From that moment on, I continued to ignore for years the pointing fingers followed by their grim faces while carrying on with their $600.00 Iphones, Dolce and Gabbana handbags while driving a Camaro or an expensive SUV. Getting a job is never easy, more if you’re a minority. As I filed for employment to work in a car dealership in 2006, I received a call from the “interviewer” telling me that I didn’t get enough experience even thought I had an Associate Degree for that field and has 1 year of experience related to work as receptionist, and I was getting by, working as a housekeeper until I get a better job, and I thought getting this job will be going a forward step in the ladder, but it wasn’t the case. The interviewer did the biggest insult I ever heard in my life that draw me to a great sense of ire. She said “Why don’t you go back home and start cleaning houses?” Excuse me! I didn’t spend 4 years studying in a University to then cleaning houses in United States? I’m not illiterate, I’m a person that I have confidence in what I do no matter if they reward me or not.

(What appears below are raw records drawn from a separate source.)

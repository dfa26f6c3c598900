use egui::{Align2, Color32, CursorIcon, FontId, Pos2, Rect, Response, Sense, Ui, Vec2, Widget};
use fxhash::{FxHashMap, FxHasher};
use instant::Instant;
use std::hash::{Hash, Hasher};

use crate::{
    core::geo::{Point, TileRect},
    gallery::DomeGallery,
    input::{events::EventHandled, handler::InteractionState},
    render::projection::{hit_test, ProjectedTile},
};

/// Immediate-mode view of a [`DomeGallery`].
///
/// The gallery itself lives in the application; the widget borrows it for
/// one frame, feeds it egui input, delivers pending inertia frames and
/// paints the projected tiles.
///
/// ```rust,ignore
/// let response = DomeGalleryWidget::new(&mut self.gallery)
///     .textures(&self.textures)
///     .show(ui);
/// if let Some(click) = response.clicked {
///     self.open_viewer(click.index);
/// }
/// ```
pub struct DomeGalleryWidget<'a> {
    gallery: &'a mut DomeGallery,
    textures: Option<&'a FxHashMap<String, egui::TextureId>>,
    size: Option<Vec2>,
    show_labels: bool,
}

/// A tile click accepted by the gallery
#[derive(Debug, Clone, PartialEq)]
pub struct TileClick {
    pub index: usize,
    pub src: String,
    pub alt: String,
    /// Tile rectangle relative to the widget's top-left corner
    pub rect: TileRect,
}

pub struct GalleryResponse {
    pub response: Response,
    pub clicked: Option<TileClick>,
}

impl<'a> DomeGalleryWidget<'a> {
    pub fn new(gallery: &'a mut DomeGallery) -> Self {
        Self {
            gallery,
            textures: None,
            size: None,
            show_labels: true,
        }
    }

    /// Loaded images by `src`. Tiles without a texture are drawn as
    /// coloured cards.
    pub fn textures(mut self, textures: &'a FxHashMap<String, egui::TextureId>) -> Self {
        self.textures = Some(textures);
        self
    }

    pub fn size(mut self, size: Vec2) -> Self {
        self.size = Some(size);
        self
    }

    pub fn labels(mut self, show: bool) -> Self {
        self.show_labels = show;
        self
    }

    pub fn show(self, ui: &mut Ui) -> GalleryResponse {
        let desired_size = self.size.unwrap_or_else(|| ui.available_size());
        let (rect, mut response) = ui.allocate_exact_size(desired_size, Sense::click_and_drag());
        let gallery = self.gallery;
        let now = Instant::now();

        let (width, height) = (rect.width() as f64, rect.height() as f64);
        if (gallery.radius() - gallery.config().layout.radius_for(width, height)).abs() > f64::EPSILON {
            gallery.set_container_size(width, height);
        }

        let (pressed, released, pointer, moved, scroll) = ui.input(|i| {
            (
                i.pointer.primary_pressed(),
                i.pointer.primary_released(),
                i.pointer.interact_pos(),
                i.pointer.delta() != Vec2::ZERO,
                i.raw_scroll_delta,
            )
        });
        let local = |pos: Pos2| Point::new((pos.x - rect.min.x) as f64, (pos.y - rect.min.y) as f64);

        if response.hovered() {
            if !gallery.is_hovering() {
                gallery.hover_enter();
            }
        } else if gallery.is_hovering() {
            gallery.hover_leave();
        }

        if pressed && response.hovered() {
            if let Some(pos) = pointer {
                gallery.pointer_down(local(pos), now);
            }
        }
        if gallery.state() == InteractionState::Dragging {
            // A repaint with a still pointer is not a velocity sample
            if let Some(pos) = pointer.filter(|_| moved) {
                if gallery.pointer_move(local(pos), now).is_handled() {
                    response.mark_changed();
                }
            }
            if released {
                gallery.pointer_up();
            }
        }

        if scroll != Vec2::ZERO {
            let (dx, dy) = dom_wheel_delta(scroll);
            if gallery.wheel(dx, dy) == EventHandled::Handled {
                response.mark_changed();
            }
        }

        if gallery.pump_frames() > 0 {
            response.mark_changed();
        }

        let projected = gallery.project(width, height);

        let mut clicked = None;
        if response.clicked() {
            if let Some(tile) = pointer.and_then(|pos| hit_test(&projected, local(pos))) {
                clicked = accept_click(gallery, tile);
            }
        }

        if response.dragged() {
            ui.ctx().set_cursor_icon(CursorIcon::Grabbing);
        } else if response.hovered() {
            ui.ctx().set_cursor_icon(CursorIcon::Grab);
        }

        paint(
            ui,
            rect,
            gallery,
            &projected,
            self.textures,
            self.show_labels,
        );

        if gallery.state() == InteractionState::Coasting {
            ui.ctx().request_repaint();
        }

        GalleryResponse { response, clicked }
    }
}

impl<'a> Widget for DomeGalleryWidget<'a> {
    fn ui(self, ui: &mut Ui) -> Response {
        self.show(ui).response
    }
}

fn accept_click(gallery: &mut DomeGallery, tile: &ProjectedTile) -> Option<TileClick> {
    match gallery.click_tile(tile.index, tile.rect) {
        Ok(true) => gallery.tiles().get(tile.index).map(|t| TileClick {
            index: tile.index,
            src: t.src.clone(),
            alt: t.alt.clone(),
            rect: tile.rect,
        }),
        Ok(false) => None,
        Err(e) => {
            log::warn!("Ignoring click: {}", e);
            None
        }
    }
}

fn paint(
    ui: &Ui,
    rect: Rect,
    gallery: &DomeGallery,
    projected: &[ProjectedTile],
    textures: Option<&FxHashMap<String, egui::TextureId>>,
    show_labels: bool,
) {
    let style = &gallery.config().style;
    let painter = ui.painter_at(rect);
    let background = parse_hex_color(&style.overlay_blur_color).unwrap_or(Color32::BLACK);
    painter.rect_filled(rect, 0.0, background);

    if let Some(text) = gallery.placeholder() {
        painter.text(
            rect.center(),
            Align2::CENTER_CENTER,
            text,
            FontId::proportional(16.0),
            Color32::from_gray(160),
        );
        return;
    }

    let rounding = parse_px(&style.tile_radius).unwrap_or(0.0);
    let tiles = gallery.tiles();

    for item in projected {
        let Some(tile) = tiles.get(item.index) else {
            continue;
        };
        let tile_rect = Rect::from_center_size(
            rect.min + Vec2::new(item.rect.x as f32, item.rect.y as f32),
            Vec2::new(item.rect.width as f32, item.rect.height as f32),
        );
        if !tile_rect.intersects(rect) {
            continue;
        }

        let shade = depth_shade(item.scale);
        let corner = rounding * item.scale as f32;

        match textures.and_then(|t| t.get(&tile.src)) {
            Some(texture) => {
                let tint = Color32::from_gray((255.0 * shade) as u8);
                painter.image(
                    *texture,
                    tile_rect,
                    Rect::from_min_max(Pos2::ZERO, Pos2::new(1.0, 1.0)),
                    tint,
                );
            }
            None => {
                let color = tile_color(&tile.src, style.grayscale).gamma_multiply(shade);
                painter.rect_filled(tile_rect, corner, color);
            }
        }

        if show_labels && !tile.alt.is_empty() && item.scale > 0.8 {
            painter.text(
                tile_rect.center_bottom() - Vec2::new(0.0, 6.0),
                Align2::CENTER_BOTTOM,
                &tile.alt,
                FontId::proportional(11.0),
                Color32::from_gray(230),
            );
        }
    }
}

/// egui reports scroll as content movement, the DOM as wheel travel
fn dom_wheel_delta(scroll: Vec2) -> (f64, f64) {
    (-scroll.x as f64, -scroll.y as f64)
}

/// Tiles further back are darker
fn depth_shade(scale: f64) -> f32 {
    (scale.clamp(0.5, 1.0) as f32 - 0.5) * 1.2 + 0.4
}

/// Stable card colour for a tile without a loaded image
fn tile_color(src: &str, grayscale: bool) -> Color32 {
    let mut hasher = FxHasher::default();
    src.hash(&mut hasher);
    let [r, g, b, ..] = hasher.finish().to_le_bytes();

    if grayscale {
        let gray = ((r as u16 + g as u16 + b as u16) / 3) as u8;
        Color32::from_gray(gray / 2 + 64)
    } else {
        Color32::from_rgb(r / 2 + 64, g / 2 + 64, b / 2 + 64)
    }
}

fn parse_hex_color(value: &str) -> Option<Color32> {
    let hex = value.trim().strip_prefix('#')?;
    if hex.len() != 6 {
        return None;
    }
    let channel = |i: usize| u8::from_str_radix(hex.get(i..i + 2)?, 16).ok();
    Some(Color32::from_rgb(channel(0)?, channel(2)?, channel(4)?))
}

fn parse_px(value: &str) -> Option<f32> {
    value.trim().trim_end_matches("px").trim().parse().ok()
}

pub trait UiGalleryExt {
    fn dome_gallery(&mut self, gallery: &mut DomeGallery) -> GalleryResponse;
}

impl UiGalleryExt for Ui {
    fn dome_gallery(&mut self, gallery: &mut DomeGallery) -> GalleryResponse {
        DomeGalleryWidget::new(gallery).show(self)
    }
}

I do my job, thank you very much! After I said “Because I want a challenge and to gain experience” she just said goodbye and hang up. I was during that time devastated. But it’s not the first or the last that I encounter such secretly racism.
Even in the hotel I used to work as a housekeeper, as soon as I tried to apply to work in Front Desk, the general manager didn’t get me the opportunity to have an interview and he said blatantly that due to my “accent” I can’t get that job. And this is NOT drama or trying to make readers sorry for my circumstances. It just happened. And I can’t change the way I am, no matter how hard I try. They didn’t consider the skills I have to offer, instead it’s just the color and my accent that could hold against my financial future and my career.
Not only that, going out to places like a restaurant or the doctors office really strikes my fear of people as I try to look normal. I try to avoid driving my car at night because perhaps some cop is going to arrest me for no reason. Yes, we’re living in a era of fright, where only Black people seems to be bellow Caucasians and it always been, from Education, to job placement to even the arts, it’s no biggie, I know. It has been for decades and even more with Ferguson. What’s impossible is to get along honestly, settle our differences and move along. It’s complicated. It’s not like a fantasy movie where a fairy use a wand and everybody sings kumbaya near the fire hugging each other. Since Blacks and Whites can’t get along are they ever consider going back to segregation? Because by the sound of it, if both races can’t settle their differences and forgive and forget and move on. But they don’t and in the meantime, minorities who want to break the stereotypes and their obstacles are stuck in a rock and a hard place on getting a better future for themselves and their families.
In the meantime, I won’t be giving up even if I die old. At least, I tried.